POLE POSITION - NAMCO/ATARI
By Mark Nobes
With the realism offered in today's video games, it's now hard to believe that I thought the 3D graphics in Pole Position were pretty realistic. However, back in 1983, this was the very first racing game that many people had ever played on a home computer. At the time, the game was innovative both in the arcades and on home computers, and was many people's first experience of playing a proper 3D racing simulation game.
The version I played was on my Atari 800XL. I didn't even have a table for my computer at the time, and spent a lot of time playing games on the floor of my bedroom - thankfully, the carpet was nice and soft! When I invited my friend around to play Pole Position, he was mesmerised by the game - he owned a ZX Spectrum, so it's not hard to see why. I remember that he was terrible at steering the car, but our jaws were aching from laughter as he tried (and failed) to get to grips with the steering.
Qualifying session start screen on the arcade version
The video clip in the playlist brings the memories flooding back, especially those bleepy fanfares. After comparing the different visions, the engine noises and screeching tyres created by the Atari's POKEY chip were certainly superior to all of the other home computer ports. The sounds emanating from the C64's SID chip came a close second, but lack the depth and warmth of The POKEY in this game, at least, although this wasn't always the case in other games, and the SID was certainly better at producing music.

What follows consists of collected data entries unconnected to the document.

use alloy_primitives::{keccak256, FixedBytes, U256};
use num_bigint::BigUint;

use crate::execution::errors::ExecutionError;

/// Converts a `BigUint` into a `U256`, failing if the value does not fit in 256 bits.
pub fn biguint_to_u256(value: &BigUint) -> Result<U256, ExecutionError> {
    let bytes = value.to_bytes_be();
    if bytes.len() > 32 {
        return Err(ExecutionError::InvalidInput(format!("Value {} exceeds 256 bits", value)));
    }
    Ok(U256::from_be_slice(&bytes))
}

/// Returns the 4-byte selector of a function signature such as `exchange(int128,int128,uint256,uint256)`.
pub fn function_selector(signature: &str) -> FixedBytes<4> {
    let hash = keccak256(signature.as_bytes());
    FixedBytes::<4>::from([hash[0], hash[1], hash[2], hash[3]])
}

/// Applies a basis-point rate to an amount, rounding down.
pub fn apply_bps(amount: U256, bps: u16) -> U256 {
    amount * U256::from(bps) / U256::from(10_000u64)
}
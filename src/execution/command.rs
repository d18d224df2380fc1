use std::fmt;

use serde::{Deserialize, Serialize};

/// Low bits of the first command byte select the adapter.
pub const ADAPTER_MASK: u8 = 0x3f;
/// Set when the instruction's output feeds the next instruction instead of a recipient.
pub const CHAIN_FLAG: u8 = 0x40;

/// Adapter families known to the router.
///
/// The discriminant is the selector carried in the low 6 bits of the first command byte.
#[derive(Clone, Copy, Debug, PartialEq, Eq, Hash, PartialOrd, Ord, Deserialize, Serialize)]
#[serde(rename_all = "snake_case")]
#[repr(u8)]
pub enum AdapterId {
    GenericAmm = 0x01,
    ConcentratedLiquidity = 0x02,
    Stableswap = 0x03,
    WeightedPool = 0x04,
    Across = 0x10,
    Celer = 0x11,
    Stargate = 0x12,
    Hop = 0x13,
}

impl AdapterId {
    pub const ALL: [AdapterId; 8] = [
        AdapterId::GenericAmm,
        AdapterId::ConcentratedLiquidity,
        AdapterId::Stableswap,
        AdapterId::WeightedPool,
        AdapterId::Across,
        AdapterId::Celer,
        AdapterId::Stargate,
        AdapterId::Hop,
    ];

    /// Name used for the adapter family in the address configuration.
    pub fn name(&self) -> &'static str {
        match self {
            AdapterId::GenericAmm => "generic_amm",
            AdapterId::ConcentratedLiquidity => "concentrated_liquidity",
            AdapterId::Stableswap => "stableswap",
            AdapterId::WeightedPool => "weighted_pool",
            AdapterId::Across => "across",
            AdapterId::Celer => "celer",
            AdapterId::Stargate => "stargate",
            AdapterId::Hop => "hop",
        }
    }

    pub fn from_name(name: &str) -> Option<Self> {
        Self::ALL
            .into_iter()
            .find(|id| id.name() == name)
    }

    /// Bridges are terminal: they produce no output amount for a following instruction.
    pub fn is_bridge(&self) -> bool {
        matches!(self, AdapterId::Across | AdapterId::Celer | AdapterId::Stargate | AdapterId::Hop)
    }
}

impl TryFrom<u8> for AdapterId {
    type Error = u8;

    fn try_from(selector: u8) -> Result<Self, Self::Error> {
        Self::ALL
            .into_iter()
            .find(|id| *id as u8 == selector)
            .ok_or(selector)
    }
}

impl fmt::Display for AdapterId {
    fn fmt(&self, f: &mut fmt::Formatter<'_>) -> fmt::Result {
        write!(f, "{}", self.name())
    }
}

/// A decoded 3-byte instruction header.
///
/// Decoding never fails: whether `selector` names a registered adapter is only checked at dispatch.
#[derive(Clone, Copy, Debug, PartialEq, Eq)]
pub struct Command {
    /// Raw adapter selector (`byte0 & ADAPTER_MASK`).
    pub selector: u8,
    pub chained: bool,
    /// Adapter-specific routing sub-fields (fork index, pool ids, asset variant).
    pub routing: [u8; 2],
}

impl Command {
    pub fn new(adapter: AdapterId, chained: bool, routing: [u8; 2]) -> Self {
        Self { selector: adapter as u8, chained, routing }
    }

    pub fn decode(bytes: [u8; 3]) -> Self {
        Self {
            selector: bytes[0] & ADAPTER_MASK,
            chained: bytes[0] & CHAIN_FLAG != 0,
            routing: [bytes[1], bytes[2]],
        }
    }

    pub fn encode(&self) -> [u8; 3] {
        let mut first = self.selector & ADAPTER_MASK;
        if self.chained {
            first |= CHAIN_FLAG;
        }
        [first, self.routing[0], self.routing[1]]
    }
}

#[cfg(test)]
mod tests {
    use rstest::rstest;

    use super::*;

    #[rstest]
    #[case([0x01, 0x00, 0x00], 0x01, false, [0, 0])]
    #[case([0x41, 0x01, 0x00], 0x01, true, [1, 0])]
    #[case([0x12, 0x01, 0x02], 0x12, false, [1, 2])]
    #[case([0xd3, 0x00, 0x07], 0x13, true, [0, 7])]
    fn test_decode_command(
        #[case] bytes: [u8; 3],
        #[case] selector: u8,
        #[case] chained: bool,
        #[case] routing: [u8; 2],
    ) {
        let command = Command::decode(bytes);
        assert_eq!(command.selector, selector);
        assert_eq!(command.chained, chained);
        assert_eq!(command.routing, routing);
    }

    #[test]
    fn test_encode_command() {
        let command = Command::new(AdapterId::Stableswap, true, [0, 0]);
        assert_eq!(command.encode(), [0x43, 0x00, 0x00]);
        assert_eq!(Command::decode(command.encode()), command);
    }

    #[test]
    fn test_unknown_selector_has_no_adapter() {
        let command = Command::decode([0x3f, 0x00, 0x00]);
        assert_eq!(AdapterId::try_from(command.selector), Err(0x3f));
    }

    #[test]
    fn test_adapter_names_round_trip() {
        for id in AdapterId::ALL {
            assert_eq!(AdapterId::from_name(id.name()), Some(id));
        }
        assert!(AdapterId::Hop.is_bridge());
        assert!(!AdapterId::WeightedPool.is_bridge());
    }
}
use alloy_primitives::Address;

use crate::execution::{
    command::AdapterId,
    errors::ExecutionError,
    evm::adapters::{
        bridge_adapters::{AcrossAdapter, CelerAdapter, HopAdapter, StargateAdapter},
        swap_adapters::{
            ConcentratedLiquidityAdapter, GenericAmmAdapter, StableswapAdapter,
            WeightedPoolAdapter,
        },
        Adapter,
    },
};

/// Builds an `Adapter` for the given family and its configured entry points.
pub struct AdapterBuilder {
    adapter: AdapterId,
    entry_points: Vec<Address>,
}

impl AdapterBuilder {
    pub fn new(adapter: AdapterId, entry_points: &[Address]) -> Self {
        AdapterBuilder { adapter, entry_points: entry_points.to_vec() }
    }

    pub fn build(self) -> Result<Box<dyn Adapter>, ExecutionError> {
        // Stableswap pools are named by the payload; every other family needs an entry point.
        if self.entry_points.is_empty() && self.adapter != AdapterId::Stableswap {
            return Err(ExecutionError::FatalError(format!(
                "No entry points configured for adapter {}",
                self.adapter
            )));
        }
        let entry_points = self.entry_points;
        Ok(match self.adapter {
            AdapterId::GenericAmm => Box::new(GenericAmmAdapter::new(entry_points)),
            AdapterId::ConcentratedLiquidity => {
                Box::new(ConcentratedLiquidityAdapter::new(entry_points))
            }
            AdapterId::Stableswap => Box::new(StableswapAdapter::new()),
            AdapterId::WeightedPool => Box::new(WeightedPoolAdapter::new(entry_points)),
            AdapterId::Across => Box::new(AcrossAdapter::new(entry_points)),
            AdapterId::Celer => Box::new(CelerAdapter::new(entry_points)),
            AdapterId::Stargate => Box::new(StargateAdapter::new(entry_points)),
            AdapterId::Hop => Box::new(HopAdapter::new(entry_points)),
        })
    }
}

#[cfg(test)]
mod tests {
    use super::*;

    #[test]
    fn test_build_every_family() {
        for id in AdapterId::ALL {
            let adapter = AdapterBuilder::new(id, &[Address::repeat_byte(0x01)])
                .build()
                .unwrap();
            assert_eq!(adapter.id(), id);
        }
    }

    #[test]
    fn test_missing_entry_points() {
        assert!(AdapterBuilder::new(AdapterId::Across, &[])
            .build()
            .is_err());
        assert!(AdapterBuilder::new(AdapterId::Stableswap, &[])
            .build()
            .is_ok());
    }
}
pub mod execution;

Pole Position was originally released into the arcades in July 1982 by Namco in Japan. It was then licensed to Atari for the US distribution, starting in November of the same year. The game was released to the EU market by Namco in March 1983. Both versions of the game were pretty much the same. Minor additions on the Atari versions were a decal on the dashboard and a blimp which travelled across the screen with the message "Prepare to qualify" and "Prepare to race" - this was also accompanied by a grainy female voice in the arcade version which was very innovative at the time. The blimp was also present in the Atarisoft home computer ports.
Screenshots from the C64 version
The game's designer was Toru Iwatani who had previously designed Pac-Man in 1980. Pole Position went on to become the most popular coin-op arcade game of 1983. Two versions were released, an upright cabinet and a cockpit cabinet. This was the very first game to simulate a real racing circuit, the Fuji racetrack in Japan, and to also feature billboard advertising. It was also the very first video game to feature a qualifying lap.
The game was very sophisticated in many ways, from the scaleable sprites (foreground objects) to the pseudo 3D, third person perspective. Indeed, Atari advertised the game as having "unbelievable driving realism".
Sadly, not all versions of the game were well received, with the C64 version being a poor conversion. It looks and feels rushed, and lacked the finesse of the Atari 8 bit versions. The ZX Spectrum version received praise from many reviewers, with Your Sinclair magazine awarding it four stars. The Atari 2600 version also received praise, and the game made the most of the console's limited hardware capabilities - it was about as good as you were going to get a 3D racing game to be on the machine. You can compare all of the different ports for yourself in the video playlist at the top of the page.
ZX Spectrum screenshots
Atari 800 screenshots
80s movie buffs among you will know that D.A.R.Y.L. the android plays the game in the movie of the same name, and achieves a massive high score that most human gamers can only dream about. Chunk plays Pole Position in the opening credits of the 1985 film The Goonies.
Many may now poke fun at the graphics of the early racing games, but like many 80s video gamers, I feel privileged to have been there at the start of it all, and to have experienced the thrill of seeing one of the first 3D racing games on a TV screen in my own home. Like the first colour TV sets, you had to be there to appreciate just how exciting and revolutionary it really was. Pole Position set the standard for many of the racing games that followed it.